## Directions for this task
Among the records below, how many lines contain "tokio"? State the number and nothing more.

## Collected data
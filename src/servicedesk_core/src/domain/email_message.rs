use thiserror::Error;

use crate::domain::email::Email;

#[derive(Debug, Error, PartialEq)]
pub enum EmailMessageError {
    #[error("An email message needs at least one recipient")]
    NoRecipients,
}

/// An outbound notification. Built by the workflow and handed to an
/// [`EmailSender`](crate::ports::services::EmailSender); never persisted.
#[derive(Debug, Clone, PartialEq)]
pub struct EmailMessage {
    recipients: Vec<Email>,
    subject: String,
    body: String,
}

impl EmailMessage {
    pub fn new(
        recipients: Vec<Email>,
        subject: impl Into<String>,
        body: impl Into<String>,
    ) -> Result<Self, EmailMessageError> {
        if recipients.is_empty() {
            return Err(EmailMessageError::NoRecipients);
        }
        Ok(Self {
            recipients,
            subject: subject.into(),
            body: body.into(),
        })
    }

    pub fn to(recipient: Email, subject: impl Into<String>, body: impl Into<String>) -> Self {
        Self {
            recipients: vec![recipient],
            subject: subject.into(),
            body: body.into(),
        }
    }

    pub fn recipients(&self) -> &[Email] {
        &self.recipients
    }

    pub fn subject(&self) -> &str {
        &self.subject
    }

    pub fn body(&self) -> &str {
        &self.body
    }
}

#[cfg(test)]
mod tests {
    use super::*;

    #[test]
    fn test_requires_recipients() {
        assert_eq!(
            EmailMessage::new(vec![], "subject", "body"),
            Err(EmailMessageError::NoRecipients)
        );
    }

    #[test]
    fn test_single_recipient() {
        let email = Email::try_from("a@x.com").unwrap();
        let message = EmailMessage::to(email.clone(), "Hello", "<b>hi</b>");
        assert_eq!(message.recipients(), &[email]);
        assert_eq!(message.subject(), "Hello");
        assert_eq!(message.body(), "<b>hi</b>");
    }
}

...

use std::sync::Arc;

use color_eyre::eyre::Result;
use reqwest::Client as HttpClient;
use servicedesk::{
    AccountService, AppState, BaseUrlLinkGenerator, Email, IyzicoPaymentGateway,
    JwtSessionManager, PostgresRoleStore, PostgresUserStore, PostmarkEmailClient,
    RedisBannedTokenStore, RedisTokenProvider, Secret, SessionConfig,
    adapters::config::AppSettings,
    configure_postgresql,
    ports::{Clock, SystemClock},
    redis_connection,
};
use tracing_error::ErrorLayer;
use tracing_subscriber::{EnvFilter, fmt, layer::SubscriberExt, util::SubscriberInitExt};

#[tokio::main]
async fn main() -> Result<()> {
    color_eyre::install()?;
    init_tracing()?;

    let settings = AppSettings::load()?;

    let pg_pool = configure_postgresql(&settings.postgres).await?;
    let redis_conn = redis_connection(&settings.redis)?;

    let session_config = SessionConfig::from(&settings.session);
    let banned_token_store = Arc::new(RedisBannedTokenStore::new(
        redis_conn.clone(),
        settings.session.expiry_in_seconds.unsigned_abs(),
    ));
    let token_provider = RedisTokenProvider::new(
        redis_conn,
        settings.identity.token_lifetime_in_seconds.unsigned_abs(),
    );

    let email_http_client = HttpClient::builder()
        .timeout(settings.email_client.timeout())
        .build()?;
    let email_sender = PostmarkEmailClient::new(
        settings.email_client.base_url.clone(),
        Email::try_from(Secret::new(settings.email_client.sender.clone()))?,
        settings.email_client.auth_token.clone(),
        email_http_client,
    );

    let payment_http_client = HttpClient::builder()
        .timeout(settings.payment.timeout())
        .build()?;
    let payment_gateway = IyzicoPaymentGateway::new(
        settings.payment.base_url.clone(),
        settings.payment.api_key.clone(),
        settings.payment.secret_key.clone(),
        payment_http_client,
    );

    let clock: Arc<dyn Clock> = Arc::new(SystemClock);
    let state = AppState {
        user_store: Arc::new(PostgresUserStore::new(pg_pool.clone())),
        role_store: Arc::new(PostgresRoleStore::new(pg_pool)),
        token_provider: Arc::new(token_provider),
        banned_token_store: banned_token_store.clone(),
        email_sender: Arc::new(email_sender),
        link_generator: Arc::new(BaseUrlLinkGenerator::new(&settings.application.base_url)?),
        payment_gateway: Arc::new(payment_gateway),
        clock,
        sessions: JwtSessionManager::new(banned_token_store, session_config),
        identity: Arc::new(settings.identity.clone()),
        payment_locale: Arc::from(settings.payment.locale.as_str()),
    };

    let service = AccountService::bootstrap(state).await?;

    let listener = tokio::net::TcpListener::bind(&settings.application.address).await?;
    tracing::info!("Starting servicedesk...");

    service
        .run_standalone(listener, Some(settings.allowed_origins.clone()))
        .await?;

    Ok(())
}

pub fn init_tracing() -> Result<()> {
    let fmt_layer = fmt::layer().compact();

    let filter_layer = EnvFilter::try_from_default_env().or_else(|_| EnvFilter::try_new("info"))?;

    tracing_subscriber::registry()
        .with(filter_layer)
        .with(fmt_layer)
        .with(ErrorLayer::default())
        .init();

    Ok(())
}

---

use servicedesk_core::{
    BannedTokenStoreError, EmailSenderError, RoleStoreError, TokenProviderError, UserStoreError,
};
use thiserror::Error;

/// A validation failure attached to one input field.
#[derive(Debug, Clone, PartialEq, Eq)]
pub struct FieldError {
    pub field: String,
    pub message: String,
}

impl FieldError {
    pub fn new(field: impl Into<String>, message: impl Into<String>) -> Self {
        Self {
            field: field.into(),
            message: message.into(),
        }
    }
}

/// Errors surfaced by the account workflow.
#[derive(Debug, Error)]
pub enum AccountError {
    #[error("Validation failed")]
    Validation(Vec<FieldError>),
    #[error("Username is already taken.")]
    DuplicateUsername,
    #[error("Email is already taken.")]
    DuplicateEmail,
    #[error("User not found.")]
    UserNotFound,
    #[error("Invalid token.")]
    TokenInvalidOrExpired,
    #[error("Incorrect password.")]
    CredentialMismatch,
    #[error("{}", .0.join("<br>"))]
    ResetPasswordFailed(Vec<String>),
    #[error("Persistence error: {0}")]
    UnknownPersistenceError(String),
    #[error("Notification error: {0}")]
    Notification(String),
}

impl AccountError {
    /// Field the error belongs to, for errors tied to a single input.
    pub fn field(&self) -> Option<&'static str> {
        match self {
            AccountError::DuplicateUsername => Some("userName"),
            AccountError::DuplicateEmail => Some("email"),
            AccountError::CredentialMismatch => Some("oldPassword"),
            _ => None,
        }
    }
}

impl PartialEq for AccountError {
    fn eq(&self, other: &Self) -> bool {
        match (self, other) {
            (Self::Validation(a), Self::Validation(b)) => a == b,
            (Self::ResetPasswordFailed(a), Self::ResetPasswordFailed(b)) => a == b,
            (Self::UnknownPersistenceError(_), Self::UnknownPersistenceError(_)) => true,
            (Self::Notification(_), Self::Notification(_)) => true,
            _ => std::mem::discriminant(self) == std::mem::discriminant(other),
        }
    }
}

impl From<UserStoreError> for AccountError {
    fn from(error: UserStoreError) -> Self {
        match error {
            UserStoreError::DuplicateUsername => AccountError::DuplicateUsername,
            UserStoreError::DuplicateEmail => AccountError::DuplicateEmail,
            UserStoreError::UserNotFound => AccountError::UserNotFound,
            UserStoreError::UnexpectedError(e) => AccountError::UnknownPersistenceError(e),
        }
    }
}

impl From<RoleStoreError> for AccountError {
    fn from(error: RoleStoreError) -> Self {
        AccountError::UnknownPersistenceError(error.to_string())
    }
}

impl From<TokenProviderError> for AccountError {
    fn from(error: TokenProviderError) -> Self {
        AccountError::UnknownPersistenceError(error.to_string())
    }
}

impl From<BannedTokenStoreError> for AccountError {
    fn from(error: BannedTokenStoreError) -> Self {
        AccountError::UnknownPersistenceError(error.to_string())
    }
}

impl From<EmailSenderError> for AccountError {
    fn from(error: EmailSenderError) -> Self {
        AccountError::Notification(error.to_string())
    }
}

## Solution below
2